Beside Anna, an expensive scented candle gutters. We are in a cordoned off area of the VIP pamper zone, paid for, like everything else tonight, by Bo. This is Anna’s kind of terrain, though. She’s become one of those over-groomed yummy mummies you see in certain London postcodes, all glossy hair, glowy skin and expensive acrylics, decked out in lululemon or Eileen Page, wielding pushchairs like shields.
Her lips soften into a pout and her hands move into prayer. ‘Please, please, please, please, please.’
Anna’s shoes are off now and she’s pulling at the buttons on her jumpsuit. Her voice softens to a whisper, repeats its plea. ‘Please, please, please.’

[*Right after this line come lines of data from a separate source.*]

impl Frame {
    fn new(
        artifact: Arc<Artifact>,
        id: UnitId,
        caller_env: EnvRef,
        resume: Resume,
    ) -> Result<Self, VmError> {
        let unit = artifact.unit(id).ok_or(VmError::MissingUnit(id.index()))?;
        let temps = vec![Value::Undefined; unit.temp_count as usize];
        Ok(Self {
            artifact,
            unit: id.index(),
            stack: Vec::with_capacity(16),
            temps,
            scopes: Vec::new(),
            ip: 0,
            caller_env,
            resume,
        })
    }

    /// The unit this frame runs. The index was checked in [`Frame::new`].
    fn unit(&self) -> &CompiledUnit {
        &self.artifact.units[self.unit]
    }

    fn underflow(&self) -> VmError {
        VmError::StackUnderflow {
            unit: self.unit().name.clone(),
            ip: self.ip.saturating_sub(1),
        }
    }

    fn mismatch(&self, expected: &'static str) -> VmError {
        VmError::SlotMismatch {
            unit: self.unit().name.clone(),
            ip: self.ip.saturating_sub(1),
            expected,
        }
    }

    fn missing_temp(&self, index: u16) -> VmError {
        VmError::MissingTemporary {
            unit: self.unit().name.clone(),
            index,
        }
    }

    fn push(&mut self, value: Value) {
        self.stack.push(Slot::Value(value));
    }

    fn push_completion(&mut self, completion: Completion) {
        self.stack.push(Slot::Completion(completion));
    }

    fn pop_slot(&mut self) -> Result<Slot, VmError> {
        self.stack.pop().ok_or_else(|| self.underflow())
    }

    fn pop(&mut self) -> Result<Value, VmError> {
        match self.pop_slot()? {
            Slot::Value(value) => Ok(value),
            Slot::Completion(_) => Err(self.mismatch("value")),
        }
    }

    fn pop_completion(&mut self) -> Result<Completion, VmError> {
        match self.pop_slot()? {
            Slot::Completion(completion) => Ok(completion),
            Slot::Value(_) => Err(self.mismatch("completion")),
        }
    }

    fn peek(&self) -> Result<&Value, VmError> {
        match self.stack.last() {
            Some(Slot::Value(value)) => Ok(value),
            Some(Slot::Completion(_)) => Err(self.mismatch("value")),
            None => Err(self.underflow()),
        }
    }

    fn peek_completion(&self) -> Result<&Completion, VmError> {
        match self.stack.last() {
            Some(Slot::Completion(completion)) => Ok(completion),
            Some(Slot::Value(_)) => Err(self.mismatch("completion")),
            None => Err(self.underflow()),
        }
    }

    /// Pops `count` values, returned in push order.
    fn pop_values(&mut self, count: usize) -> Result<Vec<Value>, VmError> {
        if self.stack.len() < count {
            return Err(self.underflow());
        }
        let slots = self.stack.split_off(self.stack.len() - count);
        slots
            .into_iter()
            .map(|slot| match slot {
                Slot::Value(value) => Ok(value),
                Slot::Completion(_) => Err(self.mismatch("value")),
            })
            .collect()
    }

    fn jump(&mut self, label: Label) -> Result<(), VmError> {
        match self.unit().label_offset(label) {
            Some(offset) => {
                self.ip = offset;
                Ok(())
            }
            None => Err(VmError::MissingLabel {
                unit: self.unit().name.clone(),
                label: label.index(),
            }),
        }
    }

    fn temp(&self, index: u16) -> Result<&Value, VmError> {
        self.temps
            .get(index as usize)
            .ok_or_else(|| self.missing_temp(index))
    }

    fn set_temp(&mut self, index: u16, value: Value) -> Result<(), VmError> {
        if index as usize >= self.temps.len() {
            return Err(self.missing_temp(index));
        }
        self.temps[index as usize] = value;
        Ok(())
    }

    /// A finished unit must leave exactly one completion.
    fn finish(&mut self) -> Result<Completion, VmError> {
        let depth = self.stack.len();
        match self.stack.pop() {
            Some(Slot::Completion(completion)) if depth == 1 => Ok(completion),
            _ => Err(VmError::UnbalancedUnit {
                unit: self.unit().name.clone(),
                depth,
            }),
        }
    }
}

‘Stop it!’ I’m laughing now.
She wraps herself in a towel and contorts underneath it, removing her bra. In the fifteen years I’ve known her, I’ve never seen Anna naked.
‘I’m only really interested in why you chose an ammonite.’ She pauses long enough for me to read the sly slant of her mouth. ‘Is it because of Bo?’
‘You’re a monster!’ I pull off my trousers and hang them on the back of the chair. ‘Anyway, I already told you why I got an ammonite. That tattooist gave me a choice between that and a dolphin.’